Additionally, whilst this review has explored actions healthcare providers may take to improve outcomes related to the sustainability of RTW for individuals with CMDs, SRTW itself does not currently have one agreed-upon definition, as noted earlier. When providing their preliminary definition of SRTW, presented earlier, Nielsen et al. [11] comment that not enough is known about the factors which are important for SRTW to provide a final definition. This is an important avenue for future research to investigate, though unpacking the concept of SRTW currently raises a variety of questions. For example: can an individual’s RTW be considered sustainable even if it includes absence recurrence if the worker is performing to a level both they and their employer are pleased with? Has SRTW been achieved if working hours are consistently lower than before the absence, but there is good work functioning and no future relapse? Do all RTW outcomes need to have positive resolutions for it to be sustainable—and for how long? Providing answers to such questions, and deciphering what SRTW truly means to key stakeholders, would allow researchers to investigate the topic with increased clarity, which could ultimately further improve the understanding of how healthcare providers can facilitate SRTW.
In recent years there appears to have been an increase in research output on SRTW, though overall there has been less research focus on the sustainable phase of RTW than on other aspects of RTW. Continuing to examine how resources at all levels of the IGLOO model [11] affect SRTW can help to improve the understanding of how various actors, including healthcare providers, can improve longer-term outcomes. In particular, looking at the influence of resources at the fifth level of the IGLOO model should be a priority for future studies, as minimal research currently appears to examine this level. It could be useful, for example, to examine how national legislation affects the care given by healthcare providers, and what the resulting impact is on SRTW.
Conclusions
Overall, evidence demonstrates that healthcare providers play a pivotal role in improving SRTW outcomes after CMD-related absences. There are multiple evidence-based actions that individual healthcare providers and healthcare systems can implement to support SRTW. These include establishing suitable RTW timeframes for their patients, prioritizing patient perspectives in decision-making, maintaining effective stakeholder coordination, contributing to mental health stigma reduction, and delivering targeted interventions and treatment for CMD management. Healthcare providers should also remain vigilant to at-risk groups and potential post-RTW challenges such as reduced work functioning and relapse. To optimize individual provider actions, healthcare leadership systems must also focus on enhancing provider confidence, knowledge, and skills in RTW management.

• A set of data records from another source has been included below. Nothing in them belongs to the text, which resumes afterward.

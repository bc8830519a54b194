//! AdmissionController – Fassade ueber Ledger, Breaker, IP-Schutz und Reaper
//!
//! Wird einmal beim Prozessstart erstellt und per `Arc` an Gateway und
//! Control-Plane weitergereicht. Einziger geteilter, veraenderlicher Zustand
//! zwischen Sessions.
//!
//! Ablauf einer Zulassung:
//! 1. Breaker fragen (offen → Ablehnung mit Wartezeit)
//! 2. Token registrieren (global, dann Kampagne)
//! 3. Aufrufer meldet das Ergebnis des Session-Aufbaus mit
//!    [`bestaetigen`](AdmissionController::bestaetigen) oder
//!    [`fehlschlag_melden`](AdmissionController::fehlschlag_melden), jeweils
//!    mit dem [`Versuch`] aus der Zulassung
//!
//! Kapazitaets-Ablehnungen sagen nichts ueber die Gesundheit des Pfads aus
//! und zaehlen nicht als Fehlschlag.

use std::net::IpAddr;
use std::sync::atomic::{AtomicU64, Ordering};
use std::sync::Arc;
use std::time::{Duration, Instant};

use callbridge_core::{CallId, CampaignId, TimelineStore};
use tokio::sync::{broadcast, watch};
use tokio::task::JoinHandle;

use crate::breaker::{BreakerStatus, CircuitBreaker, Versuch};
use crate::config::{AdmissionConfig, IpSchutzConfig};
use crate::error::{AdmissionError, AdmissionResult};
use crate::ip_guard::{IpEntscheidung, IpGuard};
use crate::ledger::{Registrierung, TokenLedger};
use crate::reaper::{Reaper, ReaperSnapshot};

/// Erfolgreiche Zulassung
#[derive(Debug, Clone, PartialEq, Eq)]
pub struct Zulassung {
    pub call_id: CallId,
    pub campaign_id: CampaignId,
    pub registrierung: Registrierung,
    /// Breaker-Versuch, mit dem das Aufbau-Ergebnis gemeldet wird
    pub versuch: Versuch,
}

#[derive(Debug, Default)]
struct Zaehler {
    zugelassen: AtomicU64,
    abgelehnt_global: AtomicU64,
    abgelehnt_campaign: AtomicU64,
    abgelehnt_breaker: AtomicU64,
    abgelehnt_ip: AtomicU64,
    zwangsfreigaben: AtomicU64,
}

/// Momentaufnahme fuer Metriken und Health
#[derive(Debug, Clone, PartialEq, Eq)]
pub struct AdmissionSnapshot {
    pub zugelassen: u64,
    pub abgelehnt_global: u64,
    pub abgelehnt_campaign: u64,
    pub abgelehnt_breaker: u64,
    pub abgelehnt_ip: u64,
    pub zwangsfreigaben: u64,
    pub aktive_tokens: u64,
    pub breaker: BreakerStatus,
    pub reaper: ReaperSnapshot,
}

/// Zulassungskontrolle des Prozesses
pub struct AdmissionController {
    ledger: Arc<TokenLedger>,
    breaker: CircuitBreaker,
    ip_guard: IpGuard,
    reaper: Arc<Reaper>,
    zwangsfreigaben: broadcast::Sender<CallId>,
    ip_aufraeum_intervall: Duration,
    zaehler: Zaehler,
}

impl AdmissionController {
    pub fn neu(
        config: &AdmissionConfig,
        ip_config: &IpSchutzConfig,
        timeline: TimelineStore,
    ) -> AdmissionResult<Arc<Self>> {
        config.validieren().map_err(AdmissionError::Konfiguration)?;

        let ledger = Arc::new(TokenLedger::neu(config));
        let (zwangsfreigaben, _) = broadcast::channel(256);
        let reaper = Arc::new(Reaper::neu(
            Arc::clone(&ledger),
            timeline,
            config.call_timeout(),
            config.reaper_intervall(),
            zwangsfreigaben.clone(),
        ));

        Ok(Arc::new(Self {
            ledger,
            breaker: CircuitBreaker::neu(config.breaker_schwelle, config.breaker_cooldown()),
            ip_guard: IpGuard::neu(ip_config)?,
            reaper,
            zwangsfreigaben,
            ip_aufraeum_intervall: Duration::from_secs(ip_config.aufraeum_intervall_sek.max(1)),
            zaehler: Zaehler::default(),
        }))
    }

    pub fn zulassen(&self, call_id: &CallId, campaign_id: &CampaignId) -> AdmissionResult<Zulassung> {
        self.zulassen_bei(call_id, campaign_id, Instant::now())
    }

    /// Versucht einen Anruf zuzulassen
    pub fn zulassen_bei(
        &self,
        call_id: &CallId,
        campaign_id: &CampaignId,
        jetzt: Instant,
    ) -> AdmissionResult<Zulassung> {
        let versuch = match self.breaker.erlauben_bei(jetzt) {
            Ok(versuch) => versuch,
            Err(retry_after) => {
                self.zaehler.abgelehnt_breaker.fetch_add(1, Ordering::Relaxed);
                tracing::warn!(call_id = %call_id, retry_ms = retry_after.as_millis() as u64, "Zulassung abgelehnt: Circuit Breaker offen");
                return Err(AdmissionError::BreakerOffen { retry_after });
            }
        };

        match self.ledger.registrieren_bei(call_id, campaign_id, jetzt) {
            Ok(registrierung) => {
                self.zaehler.zugelassen.fetch_add(1, Ordering::Relaxed);
                tracing::debug!(call_id = %call_id, campaign = %campaign_id, ?registrierung, pruefung = versuch.ist_pruefung(), "Anruf zugelassen");
                Ok(Zulassung {
                    call_id: call_id.clone(),
                    campaign_id: campaign_id.clone(),
                    registrierung,
                    versuch,
                })
            }
            Err(e) => {
                self.breaker.abbrechen(versuch);
                match &e {
                    AdmissionError::GlobalesLimit { .. } => {
                        self.zaehler.abgelehnt_global.fetch_add(1, Ordering::Relaxed)
                    }
                    _ => self.zaehler.abgelehnt_campaign.fetch_add(1, Ordering::Relaxed),
                };
                tracing::warn!(call_id = %call_id, campaign = %campaign_id, scope = e.scope(), limit = e.limit(), "Zulassung abgelehnt");
                Err(e)
            }
        }
    }

    /// Session-Aufbau nach der Zulassung gelungen
    pub fn bestaetigen(&self, versuch: Versuch) {
        self.breaker.erfolg(versuch);
    }

    /// Session-Aufbau nach der Zulassung fehlgeschlagen (zaehlt fuer den Breaker)
    pub fn fehlschlag_melden(&self, versuch: Versuch) {
        self.breaker.fehlschlag(versuch);
    }

    /// Session-Aufbau ohne Aussage abgebrochen (z.B. Client getrennt)
    pub fn abbrechen(&self, versuch: Versuch) {
        self.breaker.abbrechen(versuch);
    }

    /// Gibt das Token eines Anrufs frei; idempotent
    pub fn freigeben(&self, call_id: &CallId) -> bool {
        let freigegeben = self.ledger.freigeben(call_id).is_some();
        if freigegeben {
            tracing::debug!(call_id = %call_id, "Token freigegeben");
        }
        freigegeben
    }

    /// Gibt frei und benachrichtigt die laufende Session (z.B. Status-Webhook)
    pub fn zwangsfreigeben(&self, call_id: &CallId, grund: &str) -> bool {
        let freigegeben = self.freigeben(call_id);
        if freigegeben {
            self.zwangsfreigabe_melden(call_id, grund);
        }
        freigegeben
    }

    /// Wie [`zwangsfreigeben`](Self::zwangsfreigeben), aber nur fuer ein Token
    /// der genannten Kampagne
    pub fn zwangsfreigeben_fuer(
        &self,
        call_id: &CallId,
        campaign_id: &CampaignId,
        grund: &str,
    ) -> AdmissionResult<bool> {
        let freigegeben = self.ledger.freigeben_fuer(call_id, campaign_id)?.is_some();
        if freigegeben {
            tracing::debug!(call_id = %call_id, "Token freigegeben");
            self.zwangsfreigabe_melden(call_id, grund);
        }
        Ok(freigegeben)
    }

    fn zwangsfreigabe_melden(&self, call_id: &CallId, grund: &str) {
        self.zaehler.zwangsfreigaben.fetch_add(1, Ordering::Relaxed);
        tracing::info!(call_id = %call_id, grund, "Token zwangsweise freigegeben");
        if self.zwangsfreigaben.send(call_id.clone()).is_err() {
            tracing::debug!(call_id = %call_id, "Keine Session wartet auf die Zwangsfreigabe");
        }
    }

    /// Ob fuer den Anruf noch ein Token existiert
    pub fn ist_zugelassen(&self, call_id: &CallId) -> bool {
        self.ledger.enthaelt(call_id)
    }

    pub fn heartbeat(&self, call_id: &CallId) -> bool {
        self.ledger.heartbeat_bei(call_id, Instant::now())
    }

    pub fn ip_pruefen(&self, ip: IpAddr) -> AdmissionResult<IpEntscheidung> {
        self.ip_pruefen_bei(ip, Instant::now())
    }

    pub fn ip_pruefen_bei(&self, ip: IpAddr, jetzt: Instant) -> AdmissionResult<IpEntscheidung> {
        let ergebnis = self.ip_guard.pruefen_bei(ip, jetzt);
        if ergebnis.is_err() {
            self.zaehler.abgelehnt_ip.fetch_add(1, Ordering::Relaxed);
        }
        ergebnis
    }

    /// Empfaenger fuer Zwangsfreigaben (Reaper und Webhook)
    pub fn abonnieren_zwangsfreigaben(&self) -> broadcast::Receiver<CallId> {
        self.zwangsfreigaben.subscribe()
    }

    pub fn reaper(&self) -> Arc<Reaper> {
        Arc::clone(&self.reaper)
    }

    pub fn aktive_tokens(&self) -> usize {
        self.ledger.anzahl()
    }

    pub fn campaign_anzahl(&self, campaign_id: &CampaignId) -> usize {
        self.ledger.campaign_anzahl(campaign_id)
    }

    pub fn statistik(&self) -> AdmissionSnapshot {
        AdmissionSnapshot {
            zugelassen: self.zaehler.zugelassen.load(Ordering::Relaxed),
            abgelehnt_global: self.zaehler.abgelehnt_global.load(Ordering::Relaxed),
            abgelehnt_campaign: self.zaehler.abgelehnt_campaign.load(Ordering::Relaxed),
            abgelehnt_breaker: self.zaehler.abgelehnt_breaker.load(Ordering::Relaxed),
            abgelehnt_ip: self.zaehler.abgelehnt_ip.load(Ordering::Relaxed),
            zwangsfreigaben: self.zaehler.zwangsfreigaben.load(Ordering::Relaxed),
            aktive_tokens: self.ledger.anzahl() as u64,
            breaker: self.breaker.status(),
            reaper: self.reaper.snapshot(),
        }
    }

    /// Startet Reaper und IP-Aufraeumen bis zum Shutdown-Signal
    pub fn hintergrund_starten(
        self: &Arc<Self>,
        shutdown: watch::Receiver<bool>,
    ) -> Vec<JoinHandle<()>> {
        let reaper = Arc::clone(&self.reaper).starten(shutdown.clone());

        let controller = Arc::clone(self);
        let mut shutdown = shutdown;
        let aufraeumen = tokio::spawn(async move {
            let mut takt = tokio::time::interval(controller.ip_aufraeum_intervall);
            takt.tick().await;
            loop {
                tokio::select! {
                    _ = takt.tick() => {
                        let entfernt = controller.ip_guard.aufraeumen_bei(Instant::now());
                        if entfernt > 0 {
                            tracing::debug!(entfernt, "IP-Eintraege bereinigt");
                        }
                    }
                    _ = shutdown.changed() => break,
                }
            }
        });

        vec![reaper, aufraeumen]
    }
}

#[cfg(test)]
mod tests {
    use super::*;
    use crate::breaker::BreakerZustand;

    fn controller(global: u32, campaign: u32) -> Arc<AdmissionController> {
        let (timeline, _rx) = TimelineStore::neu(8);
        AdmissionController::neu(
            &AdmissionConfig {
                global_limit: global,
                campaign_limit: campaign,
                breaker_schwelle: 2,
                breaker_cooldown_sek: 10,
                ..Default::default()
            },
            &IpSchutzConfig::default(),
            timeline,
        )
        .unwrap()
    }

    #[test]
    fn zulassen_und_freigeben() {
        let c = controller(2, 2);
        let call = CallId::neu("a");
        let z = c.zulassen(&call, &CampaignId::standard()).unwrap();
        assert_eq!(z.registrierung, Registrierung::Neu);
        c.bestaetigen(z.versuch);
        assert_eq!(c.aktive_tokens(), 1);
        assert!(c.freigeben(&call));
        assert!(!c.freigeben(&call));
        assert_eq!(c.aktive_tokens(), 0);
    }

    #[test]
    fn kapazitaet_oeffnet_breaker_nicht() {
        let c = controller(1, 1);
        c.zulassen(&CallId::neu("a"), &CampaignId::standard()).unwrap();
        for i in 0..5 {
            let e = c
                .zulassen(&CallId::neu(format!("x{i}")), &CampaignId::standard())
                .unwrap_err();
            assert_eq!(e.scope(), "global");
        }
        let s = c.statistik();
        assert_eq!(s.breaker.zustand, BreakerZustand::Geschlossen);
        assert_eq!(s.abgelehnt_global, 5);
    }

    #[test]
    fn fehlschlaege_oeffnen_breaker() {
        let c = controller(10, 10);
        let t = Instant::now();
        for i in 0..2 {
            let call = CallId::neu(format!("f{i}"));
            let z = c.zulassen_bei(&call, &CampaignId::standard(), t).unwrap();
            c.freigeben(&call);
            c.fehlschlag_melden(z.versuch);
        }
        let e = c
            .zulassen_bei(&CallId::neu("neu"), &CampaignId::standard(), t)
            .unwrap_err();
        assert_eq!(e.scope(), "circuit");
        assert!(e.retry_after().is_some());
        assert_eq!(c.statistik().abgelehnt_breaker, 1);
    }

    #[test]
    fn zwangsfreigabe_wird_gemeldet() {
        let c = controller(2, 2);
        let mut rx = c.abonnieren_zwangsfreigaben();
        let call = CallId::neu("z");
        c.zulassen(&call, &CampaignId::standard()).unwrap();
        assert!(c.zwangsfreigeben(&call, "completed"));
        assert_eq!(rx.try_recv().unwrap(), call);
        assert!(!c.zwangsfreigeben(&call, "completed"));
        assert_eq!(c.statistik().zwangsfreigaben, 1);
    }

    #[test]
    fn halboffener_versuch_gehoert_der_zulassung() {
        let c = controller(10, 10);
        let t = Instant::now();
        // Vor dem Oeffnen zugelassen, Aufbau dauert an
        let alt = c.zulassen_bei(&CallId::neu("alt"), &CampaignId::standard(), t).unwrap();
        for i in 0..2 {
            let z = c
                .zulassen_bei(&CallId::neu(format!("f{i}")), &CampaignId::standard(), t)
                .unwrap();
            c.fehlschlag_melden(z.versuch);
        }
        let spaeter = t + Duration::from_secs(10);
        let pruefung = c
            .zulassen_bei(&CallId::neu("pruefung"), &CampaignId::standard(), spaeter)
            .unwrap();
        assert!(pruefung.versuch.ist_pruefung());

        c.abbrechen(alt.versuch);
        c.bestaetigen(alt.versuch);
        assert_eq!(c.statistik().breaker.zustand, BreakerZustand::HalbOffen);
        let e = c
            .zulassen_bei(&CallId::neu("zweite"), &CampaignId::standard(), spaeter)
            .unwrap_err();
        assert_eq!(e.scope(), "circuit");

        c.bestaetigen(pruefung.versuch);
        assert_eq!(c.statistik().breaker.zustand, BreakerZustand::Geschlossen);
    }
}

Moving forward, several priorities emerge for both practice and research. Healthcare providers, particularly GPs, psychiatrists, and psychologists, should recognize their unique position as leader-level resources within the broader RTW ecosystem and actively engage in the evidence-based practices outlined in this review. Future research should focus on exploring whether healthcare providers view actions identified in this review as existing within the scope of their practice, evaluating the impact of implemented initiatives, developing a refined definition of SRTW, and examining how resources across all IGLOO model levels [11] can support SRTW. Through these combined efforts of practice enhancement and continued research, healthcare providers can better fulfil their role in supporting SRTW for individuals with CMDs.